Along with my own struggle to get it done, I often feel I need to get strong, fight or not fight or get enlightened or something to make this place I was born into better for people like me, for me, for us all. To make me better, to succeed. To not feel so upset about the injustices I percieve. So at least nice white girls can have a seat at the power table. So that I can stop hurting others. So that we can all stop hurting. So that we can save the planet from us and our greed. (The utopian ideals do cling.) So that I can be successful at becoming: becoming a scientist, a highly effective person, a role model, strong. For me this internal yet also outward struggle has always been part of the process of being in academia, however reluctant I am to embrace it.

In my process of attempting to take on power in the world there are always echos of the past. Echos of someone burdened to be pretty and cute and all the psychosis that brings. Of an abused young mother. Of someone who seemingly lost everything over and over, through poverty and death and loss upon loss. Of an inherently disempowered little girl child who has lost or never had protectors. Girls are not supposed to be in your face powerful, but demure and accommodating. We are supposed to “take it” (whatever “it” is dished out), and figure out how to smooth everything out, at least for the important men around us. Us apes. 

Sometimes through the pain and loss and early imprinting of being a girl I wonder if I am undone, if I am too broken, too incapable to succeed. And I wonder if we are all broken in ways where we cannot help but have it leak out on others, to cause hurt. Clearly this is true for some around us, and I wonder if the trauma is irreparable in all of us to some extent. 

So I ask myself, can one be too broken for power? Can one be too damaged? How can one hold power and not hurt others? Is it that one needs to become clean? Is there a process of spiritual purification that can heal me? It seems I do fundamentally believe this, but it is just another utopian ideal? God I hope not. Shakyamuni buddha taught that suffering is unavoidable, part of human existence (again, apes).

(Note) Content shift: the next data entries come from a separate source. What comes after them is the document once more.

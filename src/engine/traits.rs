use serde::{Deserialize, Serialize};

use crate::persist::PersistError;

/// One spreadsheet cell.
#[derive(Debug, Clone, PartialEq, Eq, Serialize, Deserialize)]
#[serde(untagged)]
pub enum Cell {
    Int(i64),
    Text(String),
}

impl Cell {
    pub fn text(value: impl Into<String>) -> Self {
        Self::Text(value.into())
    }
}

impl From<i64> for Cell {
    fn from(value: i64) -> Self {
        Self::Int(value)
    }
}

impl From<&str> for Cell {
    fn from(value: &str) -> Self {
        Self::Text(value.to_string())
    }
}

impl From<String> for Cell {
    fn from(value: String) -> Self {
        Self::Text(value)
    }
}

pub type SheetRow = Vec<Cell>;

#[derive(Debug, thiserror::Error)]
pub enum SinkError {
    #[error("sheet unavailable: {0}")]
    Unavailable(String),
    #[error(transparent)]
    Persist(#[from] PersistError),
}

/// Append-only tabular destination addressed by a named section.
///
/// Rows already written are never updated or removed.
pub trait SheetSink: Send {
    /// True when the section holds no rows, header rows included.
    fn is_empty(&self) -> Result<bool, SinkError>;
    /// Writes the two header rows at the top of an empty section.
    fn write_header(&mut self, rows: &[SheetRow; 2]) -> Result<(), SinkError>;
    /// Appends one data row after the existing rows.
    fn append_row(&mut self, row: &SheetRow) -> Result<(), SinkError>;
}

impl<S: SheetSink + ?Sized> SheetSink for Box<S> {
    fn is_empty(&self) -> Result<bool, SinkError> {
        (**self).is_empty()
    }

    fn write_header(&mut self, rows: &[SheetRow; 2]) -> Result<(), SinkError> {
        (**self).write_header(rows)
    }

    fn append_row(&mut self, row: &SheetRow) -> Result<(), SinkError> {
        (**self).append_row(row)
    }
}

/// In-memory sheet; rows are kept in write order.
#[derive(Debug, Default, Clone, PartialEq, Eq)]
pub struct MemorySheet {
    pub rows: Vec<SheetRow>,
}

impl SheetSink for MemorySheet {
    fn is_empty(&self) -> Result<bool, SinkError> {
        Ok(self.rows.is_empty())
    }

    fn write_header(&mut self, rows: &[SheetRow; 2]) -> Result<(), SinkError> {
        self.rows.extend(rows.iter().cloned());
        Ok(())
    }

    fn append_row(&mut self, row: &SheetRow) -> Result<(), SinkError> {
        self.rows.push(row.clone());
        Ok(())
    }
}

That there is death and illness and loss. This is fundamentally true. He also taught that there is a way out of this suffering, there is a path. A path he worked very hard to realize. I just hope I can too.

My main problem right now is that seeking this path can often eclipse the “what I am supposed to get done.” That being the dissertation. Suffering eclipses all. But discipline is good, and impulsiveness needs to be squashed, so I tell myself. 

A final thought:

I was watching a movie (Then She Found Me) yesterday about a woman who loses and then regains her faith (she’s Jewish), among other things. The movie begins with this “joke” which I find very disturbing:

“There is a Jewish story, an ordinary Jewish joke: A father was teaching his little son to be less afraid, to have more courage by having him jump down the stairs. He put his son on the second stair and said 'jump, and I'll catch you' then on the third stair and said 'jump, and I'll catch you', the little boy was afraid, but he trusted his father and did what he was told and jumped into his arms. The father put him on the next step and then the next, each time telling him 'jump, and I'll catch you'. Then the boy jumped from a very high step, but this time the father stepped back and the boy fell flat on his face. He picked himself up, bleeding and crying, and the father said to him, 'that'll teach you.'"

Other sources have this joke ending with “that will teach you: never trust a Jew, even if it’s your own father.” Which is more disturbing on many levels. In academia, I feel like that kid often. Is this the kind of lesson we really need to take to heart? I am hoping not.